Her mother appeared on the landing, fluttering a blue air-mailed letter over the banisters. “There’s a letter from Dorrie,” she said. “Do you want to read it?”
“Maybe later,” said Jean, who was still taking off her headscarf and divesting herself of her various packages.
Her younger sister, Dorrie, was married to a coffee farmer and lived in Kenya, which might as well have been Venus as far as Jean was concerned, so remote and unimaginable was her new life. She had a houseboy and a cook and a gardener, and a nightwatchman to protect them from intruders, and a gun under the bed to protect them from the nightwatchman. The sisters had been close as children and Jean had missed her terribly at first, but after so many years she had grown accustomed to not seeing her or her children in a way that their mother never would.
“Is there something nice for supper?” Having noticed the paper bag containing her mended shoes, her mother began a slow and wincing descent of the stairs.
“Liver,” said Jean.
“Oh good. I’m ravenous. I haven’t eaten anything all day.”
“Well whyever not?

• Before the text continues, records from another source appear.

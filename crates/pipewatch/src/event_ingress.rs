//! HTTP ingress that accepts EventBridge deliveries and dispatches them.

use std::net::SocketAddr;
use std::sync::Arc;

use anyhow::{Context, Result};
use axum::body::Bytes;
use axum::extract::State;
use axum::http::{HeaderMap, StatusCode};
use axum::response::{IntoResponse, Response};
use axum::routing::{get, post};
use axum::{Json, Router};
use pipewatch_events::{parse_lifecycle_event, EventParseError};
use pipewatch_notify::PipelineNotifier;
use serde_json::json;
use tokio::net::TcpListener;

use crate::ingress_signature::{verify_ingress_signature, SIGNATURE_HEADER};

pub(crate) const EVENTS_ENDPOINT: &str = "/events";
pub(crate) const HEALTH_ENDPOINT: &str = "/healthz";

#[derive(Clone)]
pub(crate) struct EventIngressConfig {
    pub(crate) bind: String,
    pub(crate) notifier: PipelineNotifier,
    pub(crate) secret: Option<String>,
}

pub(crate) struct EventIngressState {
    notifier: PipelineNotifier,
    secret: Option<String>,
}

impl EventIngressState {
    pub(crate) fn new(notifier: PipelineNotifier, secret: Option<String>) -> Self {
        Self {
            notifier,
            secret: secret
                .map(|value| value.trim().to_string())
                .filter(|value| !value.is_empty()),
        }
    }
}

pub(crate) async fn run_event_ingress_server(config: EventIngressConfig) -> Result<()> {
    let bind_addr = config
        .bind
        .parse::<SocketAddr>()
        .with_context(|| format!("invalid --serve-bind '{}'", config.bind))?;
    let listener = TcpListener::bind(bind_addr)
        .await
        .with_context(|| format!("failed to bind event ingress on {bind_addr}"))?;
    let local_addr = listener
        .local_addr()
        .context("failed to resolve bound event ingress address")?;

    println!(
        "pipewatch event ingress listening: endpoint={} addr={} channel={} signed={}",
        EVENTS_ENDPOINT,
        local_addr,
        config.notifier.channel_id(),
        config.secret.is_some()
    );

    let state = Arc::new(EventIngressState::new(config.notifier, config.secret));
    let app = build_event_ingress_router(state);
    axum::serve(listener, app)
        .with_graceful_shutdown(async {
            let _ = tokio::signal::ctrl_c().await;
        })
        .await
        .context("event ingress server exited unexpectedly")
}

pub(crate) fn build_event_ingress_router(state: Arc<EventIngressState>) -> Router {
    Router::new()
        .route(EVENTS_ENDPOINT, post(handle_event_delivery))
        .route(HEALTH_ENDPOINT, get(handle_health))
        .with_state(state)
}

async fn handle_health() -> &'static str {
    "ok"
}

async fn handle_event_delivery(
    State(state): State<Arc<EventIngressState>>,
    headers: HeaderMap,
    body: Bytes,
) -> Response {
    if let Some(secret) = state.secret.as_deref() {
        let signature = headers
            .get(SIGNATURE_HEADER)
            .and_then(|value| value.to_str().ok());
        if let Err(error) = verify_ingress_signature(&body, signature, secret) {
            tracing::warn!(error = %error, "rejected unsigned or mis-signed event delivery");
            return error_response(StatusCode::UNAUTHORIZED, "invalid_signature", &error);
        }
    }

    let raw = match std::str::from_utf8(&body) {
        Ok(raw) => raw,
        Err(error) => {
            return error_response(StatusCode::BAD_REQUEST, "invalid_event", &error);
        }
    };
    let event = match parse_lifecycle_event(raw) {
        Ok(event) => event,
        Err(error) => {
            tracing::warn!(error = %error, "rejected codepipeline event");
            return error_response(StatusCode::BAD_REQUEST, parse_error_reason(&error), &error);
        }
    };

    match state.notifier.handle_event(&event).await {
        Ok(outcome) => {
            let message = outcome.message();
            (
                StatusCode::OK,
                Json(json!({
                    "outcome": outcome.as_str(),
                    "kind": event.kind().as_str(),
                    "execution_id": event.execution_id(),
                    "channel": message.map(|message| message.channel.as_str()),
                    "ts": message.map(|message| message.ts.as_str()),
                })),
            )
                .into_response()
        }
        Err(error) => {
            let rendered = format!("{error:#}");
            tracing::warn!(
                execution_id = event.execution_id(),
                error = %rendered,
                "event dispatch failed"
            );
            error_response(StatusCode::BAD_GATEWAY, "transport_failure", &rendered)
        }
    }
}

fn parse_error_reason(error: &EventParseError) -> &'static str {
    match error {
        EventParseError::UnknownState { .. } => "unknown_state",
        EventParseError::UnsupportedDetailType(_) => "unsupported_detail_type",
        EventParseError::InvalidPayload(_)
        | EventParseError::InvalidEnvelope(_)
        | EventParseError::InvalidDetail { .. } => "invalid_event",
    }
}

fn error_response(
    status: StatusCode,
    reason_code: &str,
    error: &dyn std::fmt::Display,
) -> Response {
    (
        status,
        Json(json!({
            "error": error.to_string(),
            "reason_code": reason_code,
        })),
    )
        .into_response()
}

There’s plenty of food in the larder.”
Sensing resistance, Jean’s mother backtracked a little. “I slept rather late. So I had my oatmeal instead of lunch.”

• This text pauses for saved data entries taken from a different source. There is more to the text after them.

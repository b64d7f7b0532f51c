use std::time::Duration;

use reqwest::header::{HeaderMap, RETRY_AFTER};
use reqwest::StatusCode;

/// Upper bound on a server-requested `Retry-After` wait.
const MAX_RETRY_AFTER: Duration = Duration::from_secs(60);
const MAX_BACKOFF_DOUBLINGS: u32 = 6;

#[derive(Debug, Clone, Copy, PartialEq, Eq)]
/// Retry budget for one Slack Web API call. A single attempt disables retry.
pub(crate) struct SlackRetryPolicy {
    max_attempts: usize,
    base_delay_ms: u64,
}

impl SlackRetryPolicy {
    pub(crate) fn new(max_attempts: usize, base_delay_ms: u64) -> Self {
        Self {
            max_attempts: max_attempts.max(1),
            base_delay_ms: base_delay_ms.max(1),
        }
    }

    pub(crate) fn allows_another_attempt(&self, attempt: usize) -> bool {
        attempt < self.max_attempts
    }

    /// Wait before attempt `attempt + 1`. Slack's `Retry-After` wins over
    /// exponential backoff but is capped.
    pub(crate) fn delay_after(&self, attempt: usize, retry_after: Option<Duration>) -> Duration {
        if let Some(retry_after) = retry_after {
            return retry_after.min(MAX_RETRY_AFTER);
        }
        let doublings = (attempt.saturating_sub(1) as u32).min(MAX_BACKOFF_DOUBLINGS);
        Duration::from_millis(self.base_delay_ms.saturating_mul(1_u64 << doublings))
    }
}

/// Slack rate limits (429) and server errors are worth another attempt.
pub(crate) fn is_retryable_slack_status(status: StatusCode) -> bool {
    status == StatusCode::TOO_MANY_REQUESTS || status.is_server_error()
}

/// Slack sends `Retry-After` as whole seconds.
pub(crate) fn slack_retry_after(headers: &HeaderMap) -> Option<Duration> {
    headers
        .get(RETRY_AFTER)
        .and_then(|value| value.to_str().ok())
        .and_then(|value| value.trim().parse::<u64>().ok())
        .map(Duration::from_secs)
}

pub(crate) fn is_retryable_transport_error(error: &reqwest::Error) -> bool {
    error.is_timeout() || error.is_connect()
}

pub(crate) fn truncate_for_error(value: &str, max_chars: usize) -> String {
    if value.chars().count() <= max_chars {
        return value.to_string();
    }
    let mut truncated = value.chars().take(max_chars).collect::<String>();
    truncated.push_str("...");
    truncated
}

/// Strips a leading `#` and surrounding whitespace from a channel reference.
pub(crate) fn normalize_channel_name(raw: &str) -> &str {
    raw.trim().trim_start_matches('#')
}

/// Slack ids are upper-case alphanumerics starting with C, G or D.
pub(crate) fn looks_like_channel_id(value: &str) -> bool {
    let mut chars = value.chars();
    matches!(chars.next(), Some('C' | 'G' | 'D'))
        && value.len() >= 9
        && chars.all(|ch| ch.is_ascii_uppercase() || ch.is_ascii_digit())
}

“So you have eaten something, then?”
“Oh, I don’t call that eating.”
Jean didn’t reply to this but took her purchases into the kitchen and deposited them on the table. The room faced west and was warm and bright in the early evening sun. A fly fizzed and bumped against the windowpane until Jean let it out, noticing as she did so the specks and smears on the glass. Another job for the weekend. They had a woman who came in to clean on a Thursday morning, but she seemed to Jean to achieve very little in her allotted hour, apart from gossiping to her mother. But this was a chore of sorts, Jean supposed, and she didn’t begrudge her the five shillings. Not really.

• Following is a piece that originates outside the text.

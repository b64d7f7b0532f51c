//! Command-line and environment configuration surface for pipewatch.

mod cli_args;

pub use cli_args::*;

While her mother tried on the newly mended shoes, Jean took off her skirt and stood at the sink in her blouse and slip, inspecting the spots of dried blood. In the curtained dresser she located a box of rags—the earthly remains of other ruined garments—and, using the severed sleeve of a once-favorite cotton nightgown, began to dab at the stain with cleaning spirit.
“What are you doing?” said her mother, peering over her shoulder.
“I got blood on it,” said Jean, frowning as the rust-colored patch began to dissolve and spread. “Not mine. The liver, I mean.”